**Your objective:** Where does the string "Container" occur in the records below? Copy every line that holds it.
[[ Provided data, beginning ]]
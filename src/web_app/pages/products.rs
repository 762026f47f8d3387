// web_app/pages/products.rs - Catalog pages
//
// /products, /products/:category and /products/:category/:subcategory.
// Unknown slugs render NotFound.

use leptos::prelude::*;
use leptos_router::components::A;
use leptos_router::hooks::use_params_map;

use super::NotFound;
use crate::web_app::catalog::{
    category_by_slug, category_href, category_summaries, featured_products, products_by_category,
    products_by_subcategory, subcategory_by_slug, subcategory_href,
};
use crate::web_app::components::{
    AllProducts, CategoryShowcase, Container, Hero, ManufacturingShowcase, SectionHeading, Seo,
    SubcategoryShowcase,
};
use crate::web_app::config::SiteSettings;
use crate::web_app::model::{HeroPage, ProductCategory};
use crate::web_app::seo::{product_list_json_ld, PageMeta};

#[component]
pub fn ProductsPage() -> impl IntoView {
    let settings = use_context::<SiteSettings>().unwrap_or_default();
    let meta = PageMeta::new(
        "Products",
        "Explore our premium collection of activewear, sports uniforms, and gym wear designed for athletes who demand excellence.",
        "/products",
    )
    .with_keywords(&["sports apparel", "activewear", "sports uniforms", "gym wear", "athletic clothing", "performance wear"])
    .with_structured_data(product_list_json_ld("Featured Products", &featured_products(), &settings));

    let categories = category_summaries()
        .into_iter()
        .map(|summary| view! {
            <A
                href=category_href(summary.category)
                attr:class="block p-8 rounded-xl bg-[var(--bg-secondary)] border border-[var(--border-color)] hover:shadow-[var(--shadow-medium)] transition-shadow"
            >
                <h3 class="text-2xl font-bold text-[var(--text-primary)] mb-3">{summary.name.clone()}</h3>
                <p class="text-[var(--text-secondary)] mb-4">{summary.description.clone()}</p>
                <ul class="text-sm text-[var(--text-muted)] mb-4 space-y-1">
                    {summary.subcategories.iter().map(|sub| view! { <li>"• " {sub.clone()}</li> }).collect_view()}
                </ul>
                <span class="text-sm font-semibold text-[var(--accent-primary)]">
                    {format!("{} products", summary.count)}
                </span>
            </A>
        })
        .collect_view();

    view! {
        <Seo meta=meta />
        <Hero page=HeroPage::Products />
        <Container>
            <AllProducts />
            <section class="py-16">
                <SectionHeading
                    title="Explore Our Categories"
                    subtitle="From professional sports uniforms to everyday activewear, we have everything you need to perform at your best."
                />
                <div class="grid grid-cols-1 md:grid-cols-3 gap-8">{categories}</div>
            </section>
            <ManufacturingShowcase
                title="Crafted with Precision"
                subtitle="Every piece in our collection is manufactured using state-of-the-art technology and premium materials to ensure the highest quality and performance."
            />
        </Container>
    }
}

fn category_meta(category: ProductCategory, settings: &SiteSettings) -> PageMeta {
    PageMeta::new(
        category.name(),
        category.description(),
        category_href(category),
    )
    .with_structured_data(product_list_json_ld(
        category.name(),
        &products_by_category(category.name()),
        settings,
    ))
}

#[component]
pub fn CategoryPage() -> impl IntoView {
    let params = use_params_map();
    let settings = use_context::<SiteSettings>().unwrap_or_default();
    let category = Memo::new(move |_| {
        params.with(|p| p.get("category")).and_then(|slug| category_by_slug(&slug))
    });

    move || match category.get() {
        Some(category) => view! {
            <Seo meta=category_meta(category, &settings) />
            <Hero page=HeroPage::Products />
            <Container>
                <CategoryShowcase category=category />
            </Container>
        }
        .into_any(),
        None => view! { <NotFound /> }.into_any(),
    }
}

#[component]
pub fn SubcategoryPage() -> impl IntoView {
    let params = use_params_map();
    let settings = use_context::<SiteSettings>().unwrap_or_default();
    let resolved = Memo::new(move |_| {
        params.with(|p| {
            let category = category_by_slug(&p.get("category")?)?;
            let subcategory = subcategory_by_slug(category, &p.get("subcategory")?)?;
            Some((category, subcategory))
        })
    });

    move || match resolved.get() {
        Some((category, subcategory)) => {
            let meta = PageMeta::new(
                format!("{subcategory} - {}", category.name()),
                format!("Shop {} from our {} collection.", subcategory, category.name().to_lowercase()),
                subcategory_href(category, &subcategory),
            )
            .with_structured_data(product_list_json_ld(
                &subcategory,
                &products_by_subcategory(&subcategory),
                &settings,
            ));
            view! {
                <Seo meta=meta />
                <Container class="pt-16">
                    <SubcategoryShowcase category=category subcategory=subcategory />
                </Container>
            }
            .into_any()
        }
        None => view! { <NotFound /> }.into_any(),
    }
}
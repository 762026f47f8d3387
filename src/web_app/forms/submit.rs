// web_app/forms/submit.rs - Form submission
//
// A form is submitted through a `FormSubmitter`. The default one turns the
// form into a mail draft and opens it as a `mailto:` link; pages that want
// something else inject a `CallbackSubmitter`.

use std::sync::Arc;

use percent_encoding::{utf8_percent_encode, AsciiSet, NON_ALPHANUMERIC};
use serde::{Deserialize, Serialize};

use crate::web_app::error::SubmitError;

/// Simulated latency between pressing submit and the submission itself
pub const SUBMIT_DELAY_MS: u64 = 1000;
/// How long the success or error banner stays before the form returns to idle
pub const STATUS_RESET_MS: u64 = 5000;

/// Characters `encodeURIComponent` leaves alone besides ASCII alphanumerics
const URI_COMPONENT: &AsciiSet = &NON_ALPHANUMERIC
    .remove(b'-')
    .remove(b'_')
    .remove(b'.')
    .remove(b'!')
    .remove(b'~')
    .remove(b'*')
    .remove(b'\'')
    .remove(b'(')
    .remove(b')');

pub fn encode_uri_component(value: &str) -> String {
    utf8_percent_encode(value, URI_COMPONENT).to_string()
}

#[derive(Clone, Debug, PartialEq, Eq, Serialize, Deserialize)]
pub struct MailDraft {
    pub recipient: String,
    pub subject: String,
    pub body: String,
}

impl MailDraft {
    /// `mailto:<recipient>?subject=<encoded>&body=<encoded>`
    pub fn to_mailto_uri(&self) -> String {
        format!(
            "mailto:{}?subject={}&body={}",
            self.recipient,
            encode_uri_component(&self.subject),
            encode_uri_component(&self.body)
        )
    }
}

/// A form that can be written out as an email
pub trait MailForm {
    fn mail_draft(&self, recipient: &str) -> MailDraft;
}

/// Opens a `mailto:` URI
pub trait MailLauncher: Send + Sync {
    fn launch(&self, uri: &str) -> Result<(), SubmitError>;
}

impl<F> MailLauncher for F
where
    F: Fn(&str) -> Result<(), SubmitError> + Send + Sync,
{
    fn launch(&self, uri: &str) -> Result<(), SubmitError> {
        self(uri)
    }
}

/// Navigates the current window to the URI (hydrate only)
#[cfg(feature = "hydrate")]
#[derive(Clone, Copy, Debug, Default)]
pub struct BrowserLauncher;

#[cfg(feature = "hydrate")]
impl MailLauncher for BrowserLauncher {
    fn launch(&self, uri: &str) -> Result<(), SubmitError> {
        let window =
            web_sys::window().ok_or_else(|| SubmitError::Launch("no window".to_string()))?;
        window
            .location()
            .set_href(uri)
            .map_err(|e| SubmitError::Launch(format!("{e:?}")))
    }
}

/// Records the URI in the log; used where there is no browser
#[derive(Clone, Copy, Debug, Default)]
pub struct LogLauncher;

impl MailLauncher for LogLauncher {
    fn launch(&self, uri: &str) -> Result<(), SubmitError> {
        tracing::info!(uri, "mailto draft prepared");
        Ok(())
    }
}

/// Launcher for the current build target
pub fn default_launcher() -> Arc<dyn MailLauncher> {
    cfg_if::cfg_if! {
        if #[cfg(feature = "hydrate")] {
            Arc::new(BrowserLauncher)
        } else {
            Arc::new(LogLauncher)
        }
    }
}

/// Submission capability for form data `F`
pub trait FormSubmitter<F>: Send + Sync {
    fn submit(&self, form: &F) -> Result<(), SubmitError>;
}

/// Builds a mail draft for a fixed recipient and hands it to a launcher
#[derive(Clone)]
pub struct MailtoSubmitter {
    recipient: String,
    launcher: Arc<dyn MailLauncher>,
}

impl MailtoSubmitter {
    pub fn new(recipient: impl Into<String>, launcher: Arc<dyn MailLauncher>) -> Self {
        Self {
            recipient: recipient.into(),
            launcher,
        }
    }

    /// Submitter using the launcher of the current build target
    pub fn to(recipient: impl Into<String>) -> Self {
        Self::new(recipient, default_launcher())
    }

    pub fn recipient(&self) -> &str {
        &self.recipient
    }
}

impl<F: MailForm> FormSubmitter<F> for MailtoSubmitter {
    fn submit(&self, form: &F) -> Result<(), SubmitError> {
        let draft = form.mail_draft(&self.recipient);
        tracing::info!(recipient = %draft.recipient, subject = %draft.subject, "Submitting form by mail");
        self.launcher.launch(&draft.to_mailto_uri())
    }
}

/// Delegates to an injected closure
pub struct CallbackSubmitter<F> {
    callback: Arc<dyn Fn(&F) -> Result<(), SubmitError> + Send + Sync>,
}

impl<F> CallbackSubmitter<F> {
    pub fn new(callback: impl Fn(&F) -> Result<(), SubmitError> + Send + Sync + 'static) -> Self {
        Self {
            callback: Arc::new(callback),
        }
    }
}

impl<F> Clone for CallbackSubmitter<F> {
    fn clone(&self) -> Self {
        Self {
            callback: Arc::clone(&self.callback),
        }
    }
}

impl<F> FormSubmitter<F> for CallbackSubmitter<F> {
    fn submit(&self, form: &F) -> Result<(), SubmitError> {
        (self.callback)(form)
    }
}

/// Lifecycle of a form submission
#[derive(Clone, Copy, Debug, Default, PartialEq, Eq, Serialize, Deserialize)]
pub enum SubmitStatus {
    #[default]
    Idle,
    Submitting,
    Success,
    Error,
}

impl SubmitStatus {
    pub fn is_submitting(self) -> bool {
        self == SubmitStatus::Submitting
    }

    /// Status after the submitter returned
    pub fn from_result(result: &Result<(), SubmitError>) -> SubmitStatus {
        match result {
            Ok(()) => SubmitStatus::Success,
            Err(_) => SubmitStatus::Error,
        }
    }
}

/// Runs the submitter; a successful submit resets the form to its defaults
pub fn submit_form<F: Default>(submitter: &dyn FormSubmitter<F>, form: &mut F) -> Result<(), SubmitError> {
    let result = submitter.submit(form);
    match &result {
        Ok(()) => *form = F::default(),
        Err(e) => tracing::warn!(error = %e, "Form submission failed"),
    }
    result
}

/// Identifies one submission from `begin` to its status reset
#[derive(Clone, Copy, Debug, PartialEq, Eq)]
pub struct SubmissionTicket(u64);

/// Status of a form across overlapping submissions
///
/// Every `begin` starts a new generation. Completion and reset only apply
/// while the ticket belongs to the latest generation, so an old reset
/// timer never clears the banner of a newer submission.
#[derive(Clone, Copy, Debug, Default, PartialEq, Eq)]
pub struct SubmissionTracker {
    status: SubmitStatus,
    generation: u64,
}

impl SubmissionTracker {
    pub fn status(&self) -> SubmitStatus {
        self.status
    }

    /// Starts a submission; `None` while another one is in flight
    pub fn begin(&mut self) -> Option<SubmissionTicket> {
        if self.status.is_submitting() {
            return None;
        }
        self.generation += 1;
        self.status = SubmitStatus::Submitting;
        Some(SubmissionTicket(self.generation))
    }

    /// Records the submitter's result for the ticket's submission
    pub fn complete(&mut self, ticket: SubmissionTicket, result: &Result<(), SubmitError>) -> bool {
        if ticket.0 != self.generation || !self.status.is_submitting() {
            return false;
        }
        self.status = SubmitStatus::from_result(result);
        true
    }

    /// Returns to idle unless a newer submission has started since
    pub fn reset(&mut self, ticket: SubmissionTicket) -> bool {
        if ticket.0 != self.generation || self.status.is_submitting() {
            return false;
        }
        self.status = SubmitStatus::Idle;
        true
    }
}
[[ Provided data, end ]]
[[ Provided data, beginning ]]
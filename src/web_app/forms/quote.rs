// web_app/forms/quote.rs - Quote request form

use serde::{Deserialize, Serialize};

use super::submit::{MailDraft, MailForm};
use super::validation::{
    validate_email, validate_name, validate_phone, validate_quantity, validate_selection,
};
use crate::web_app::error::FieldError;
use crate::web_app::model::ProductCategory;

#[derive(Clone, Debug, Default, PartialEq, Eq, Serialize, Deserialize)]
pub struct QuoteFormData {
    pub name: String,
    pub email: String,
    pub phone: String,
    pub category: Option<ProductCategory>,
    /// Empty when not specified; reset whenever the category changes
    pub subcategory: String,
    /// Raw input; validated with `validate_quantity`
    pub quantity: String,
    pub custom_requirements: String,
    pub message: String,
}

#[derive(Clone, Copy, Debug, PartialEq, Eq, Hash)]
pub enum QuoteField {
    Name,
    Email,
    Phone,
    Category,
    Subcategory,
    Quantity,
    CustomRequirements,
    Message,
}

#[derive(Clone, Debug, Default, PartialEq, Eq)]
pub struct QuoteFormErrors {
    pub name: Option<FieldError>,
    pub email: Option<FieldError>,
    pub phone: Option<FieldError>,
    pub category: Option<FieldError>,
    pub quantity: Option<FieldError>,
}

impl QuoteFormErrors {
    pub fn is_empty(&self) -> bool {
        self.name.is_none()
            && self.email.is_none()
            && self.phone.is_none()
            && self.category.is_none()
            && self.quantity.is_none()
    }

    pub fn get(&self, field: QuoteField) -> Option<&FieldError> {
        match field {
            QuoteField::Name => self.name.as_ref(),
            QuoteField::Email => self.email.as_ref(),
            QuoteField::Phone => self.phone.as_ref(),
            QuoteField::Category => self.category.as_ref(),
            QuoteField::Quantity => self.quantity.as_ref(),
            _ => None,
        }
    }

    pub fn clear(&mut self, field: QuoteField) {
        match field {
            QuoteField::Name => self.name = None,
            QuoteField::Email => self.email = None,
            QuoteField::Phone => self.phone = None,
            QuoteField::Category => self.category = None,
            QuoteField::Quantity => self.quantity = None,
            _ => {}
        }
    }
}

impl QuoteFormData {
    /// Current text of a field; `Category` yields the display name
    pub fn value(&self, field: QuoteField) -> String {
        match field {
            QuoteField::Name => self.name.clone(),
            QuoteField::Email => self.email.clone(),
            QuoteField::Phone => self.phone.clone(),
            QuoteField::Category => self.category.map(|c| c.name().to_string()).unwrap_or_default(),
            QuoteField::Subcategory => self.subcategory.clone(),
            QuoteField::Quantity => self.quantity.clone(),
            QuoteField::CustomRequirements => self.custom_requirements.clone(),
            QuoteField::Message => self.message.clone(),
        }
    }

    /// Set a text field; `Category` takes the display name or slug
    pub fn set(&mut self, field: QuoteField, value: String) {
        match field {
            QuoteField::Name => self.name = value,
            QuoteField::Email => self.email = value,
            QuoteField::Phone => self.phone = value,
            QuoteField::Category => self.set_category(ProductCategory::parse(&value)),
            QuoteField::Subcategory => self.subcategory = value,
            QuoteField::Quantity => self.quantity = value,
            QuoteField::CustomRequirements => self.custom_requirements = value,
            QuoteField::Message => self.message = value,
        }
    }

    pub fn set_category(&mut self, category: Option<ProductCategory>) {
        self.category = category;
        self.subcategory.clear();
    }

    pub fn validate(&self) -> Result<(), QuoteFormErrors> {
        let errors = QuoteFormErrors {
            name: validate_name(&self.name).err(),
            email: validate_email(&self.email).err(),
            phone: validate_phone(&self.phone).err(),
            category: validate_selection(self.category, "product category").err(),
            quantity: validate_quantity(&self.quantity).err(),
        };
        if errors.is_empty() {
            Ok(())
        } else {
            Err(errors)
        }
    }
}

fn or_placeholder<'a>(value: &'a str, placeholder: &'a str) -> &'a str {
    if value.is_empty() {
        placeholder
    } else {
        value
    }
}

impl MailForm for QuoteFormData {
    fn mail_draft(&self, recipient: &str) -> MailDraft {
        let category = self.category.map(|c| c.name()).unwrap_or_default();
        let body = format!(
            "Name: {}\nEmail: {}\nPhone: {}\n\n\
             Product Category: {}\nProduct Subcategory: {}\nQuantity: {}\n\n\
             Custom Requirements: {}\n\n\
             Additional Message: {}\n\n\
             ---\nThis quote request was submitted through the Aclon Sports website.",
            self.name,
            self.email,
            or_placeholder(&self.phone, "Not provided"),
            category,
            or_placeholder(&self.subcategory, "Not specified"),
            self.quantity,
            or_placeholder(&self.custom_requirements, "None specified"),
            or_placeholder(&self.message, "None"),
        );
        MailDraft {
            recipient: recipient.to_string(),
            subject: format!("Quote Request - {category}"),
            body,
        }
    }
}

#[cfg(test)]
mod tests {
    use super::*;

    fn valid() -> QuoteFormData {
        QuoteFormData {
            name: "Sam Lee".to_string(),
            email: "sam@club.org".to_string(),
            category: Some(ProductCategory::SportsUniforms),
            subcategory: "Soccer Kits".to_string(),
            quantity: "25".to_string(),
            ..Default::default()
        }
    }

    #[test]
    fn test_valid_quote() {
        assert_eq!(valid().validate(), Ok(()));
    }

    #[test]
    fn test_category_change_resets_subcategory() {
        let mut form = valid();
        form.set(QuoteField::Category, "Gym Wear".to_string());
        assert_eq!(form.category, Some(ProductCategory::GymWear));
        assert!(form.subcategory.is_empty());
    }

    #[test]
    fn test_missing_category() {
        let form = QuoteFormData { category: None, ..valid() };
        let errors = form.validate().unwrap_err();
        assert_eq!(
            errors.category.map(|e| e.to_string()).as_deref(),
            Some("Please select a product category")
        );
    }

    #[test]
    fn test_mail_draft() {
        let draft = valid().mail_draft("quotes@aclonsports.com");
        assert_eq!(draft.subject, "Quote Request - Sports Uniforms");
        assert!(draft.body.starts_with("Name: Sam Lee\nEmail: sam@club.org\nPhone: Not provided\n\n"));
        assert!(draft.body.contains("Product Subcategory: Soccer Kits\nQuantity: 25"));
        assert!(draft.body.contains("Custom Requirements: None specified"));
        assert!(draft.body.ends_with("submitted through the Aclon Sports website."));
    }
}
[[ Provided data, end ]]
**Your response:**
    AllProducts, CategoryShowcase, Container, Hero, ManufacturingShowcase, SectionHeading, Seo,
        <Container>
        </Container>
            <Container>
            </Container>
                <Container class="pt-16">
                </Container>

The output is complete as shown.